Start of DATA TO USE
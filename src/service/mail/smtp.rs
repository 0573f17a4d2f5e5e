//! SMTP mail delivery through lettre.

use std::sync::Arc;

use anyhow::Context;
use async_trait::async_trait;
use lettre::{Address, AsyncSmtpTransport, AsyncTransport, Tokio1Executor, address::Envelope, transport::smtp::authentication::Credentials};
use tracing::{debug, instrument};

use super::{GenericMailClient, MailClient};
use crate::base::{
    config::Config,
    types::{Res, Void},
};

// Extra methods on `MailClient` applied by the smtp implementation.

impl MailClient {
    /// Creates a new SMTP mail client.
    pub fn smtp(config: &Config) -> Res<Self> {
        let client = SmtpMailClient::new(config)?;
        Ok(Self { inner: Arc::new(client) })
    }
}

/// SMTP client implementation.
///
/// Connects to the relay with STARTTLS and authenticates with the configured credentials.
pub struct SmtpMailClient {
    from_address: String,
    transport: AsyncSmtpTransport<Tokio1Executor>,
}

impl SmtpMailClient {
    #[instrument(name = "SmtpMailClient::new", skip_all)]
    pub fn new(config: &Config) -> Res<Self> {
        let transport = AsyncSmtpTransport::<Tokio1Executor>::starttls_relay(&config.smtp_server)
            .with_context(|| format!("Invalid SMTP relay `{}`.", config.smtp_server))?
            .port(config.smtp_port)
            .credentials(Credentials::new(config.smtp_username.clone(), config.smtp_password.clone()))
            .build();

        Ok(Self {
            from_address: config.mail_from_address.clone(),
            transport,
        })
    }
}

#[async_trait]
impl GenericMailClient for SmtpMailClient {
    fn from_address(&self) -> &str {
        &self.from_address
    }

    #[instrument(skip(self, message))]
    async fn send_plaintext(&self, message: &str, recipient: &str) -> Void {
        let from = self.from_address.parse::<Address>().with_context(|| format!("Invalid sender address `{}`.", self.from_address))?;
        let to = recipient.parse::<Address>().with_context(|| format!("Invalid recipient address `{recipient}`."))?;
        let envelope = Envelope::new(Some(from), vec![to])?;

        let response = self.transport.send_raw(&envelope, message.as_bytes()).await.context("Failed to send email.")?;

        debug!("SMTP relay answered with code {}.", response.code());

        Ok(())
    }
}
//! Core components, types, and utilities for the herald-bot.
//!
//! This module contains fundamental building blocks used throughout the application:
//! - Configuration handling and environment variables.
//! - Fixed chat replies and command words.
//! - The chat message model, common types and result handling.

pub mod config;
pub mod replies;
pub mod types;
End of DATA TO USE
Start of DATA TO USE
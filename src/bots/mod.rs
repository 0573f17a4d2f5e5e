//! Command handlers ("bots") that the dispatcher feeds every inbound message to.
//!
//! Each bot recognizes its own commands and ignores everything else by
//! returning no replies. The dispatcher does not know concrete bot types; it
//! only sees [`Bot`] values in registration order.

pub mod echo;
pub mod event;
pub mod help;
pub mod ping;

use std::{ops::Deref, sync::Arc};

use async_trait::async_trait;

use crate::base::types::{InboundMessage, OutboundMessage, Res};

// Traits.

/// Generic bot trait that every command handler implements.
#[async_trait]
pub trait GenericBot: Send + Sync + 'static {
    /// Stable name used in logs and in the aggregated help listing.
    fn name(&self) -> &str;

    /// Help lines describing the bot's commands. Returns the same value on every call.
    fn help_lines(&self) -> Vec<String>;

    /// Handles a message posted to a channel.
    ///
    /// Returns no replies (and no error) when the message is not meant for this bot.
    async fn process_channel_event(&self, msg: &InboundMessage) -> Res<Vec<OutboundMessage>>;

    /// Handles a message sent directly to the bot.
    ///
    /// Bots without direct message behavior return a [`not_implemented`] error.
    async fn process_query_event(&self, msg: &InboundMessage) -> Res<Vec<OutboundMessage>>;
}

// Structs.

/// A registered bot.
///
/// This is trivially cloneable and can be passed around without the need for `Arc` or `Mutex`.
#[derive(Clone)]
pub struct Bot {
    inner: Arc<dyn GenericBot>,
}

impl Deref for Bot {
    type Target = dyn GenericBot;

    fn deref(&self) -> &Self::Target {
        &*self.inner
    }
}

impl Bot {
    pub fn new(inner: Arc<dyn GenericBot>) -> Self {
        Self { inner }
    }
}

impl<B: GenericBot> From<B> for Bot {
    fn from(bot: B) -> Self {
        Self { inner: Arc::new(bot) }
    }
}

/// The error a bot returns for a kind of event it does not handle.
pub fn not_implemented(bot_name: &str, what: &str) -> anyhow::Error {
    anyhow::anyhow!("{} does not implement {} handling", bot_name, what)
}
End of DATA TO USE
Start of DATA TO USE
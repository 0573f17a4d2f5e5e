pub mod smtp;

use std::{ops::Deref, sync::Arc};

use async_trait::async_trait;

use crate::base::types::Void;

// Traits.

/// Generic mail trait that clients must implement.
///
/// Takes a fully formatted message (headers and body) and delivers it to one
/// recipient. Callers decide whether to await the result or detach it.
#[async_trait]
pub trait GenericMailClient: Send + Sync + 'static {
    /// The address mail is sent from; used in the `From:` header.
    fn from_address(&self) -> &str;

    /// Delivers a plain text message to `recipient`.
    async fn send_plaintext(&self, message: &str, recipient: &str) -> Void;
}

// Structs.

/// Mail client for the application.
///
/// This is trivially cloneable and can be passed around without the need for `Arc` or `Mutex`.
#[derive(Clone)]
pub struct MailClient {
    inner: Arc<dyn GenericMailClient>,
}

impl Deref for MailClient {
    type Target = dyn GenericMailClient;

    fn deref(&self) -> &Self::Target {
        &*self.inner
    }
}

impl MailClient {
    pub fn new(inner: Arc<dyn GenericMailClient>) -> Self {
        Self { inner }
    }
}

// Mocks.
End of DATA TO USE
■ TASK DIRECTIONS
Reproduce only the lines above, starting at the line with "filename src/service/mail/smtp.rs" and ending at the line with "pub fn smtp(config: &Config)", exactly as written.

■ ANSWER SPACE
filename src/service/mail/smtp.rs
repository 0573f17a4d2f5e5e
//! SMTP mail delivery through lettre.

use std::sync::Arc;

use anyhow::Context;
use async_trait::async_trait;
use lettre::{Address, AsyncSmtpTransport, AsyncTransport, Tokio1Executor, address::Envelope, transport::smtp::authentication::Credentials};
use tracing::{debug, instrument};

use super::{GenericMailClient, MailClient};
use crate::base::{
    config::Config,
    types::{Res, Void},
};

// Extra methods on `MailClient` applied by the smtp implementation.

impl MailClient {
    /// Creates a new SMTP mail client.
    pub fn smtp(config: &Config) -> Res<Self> {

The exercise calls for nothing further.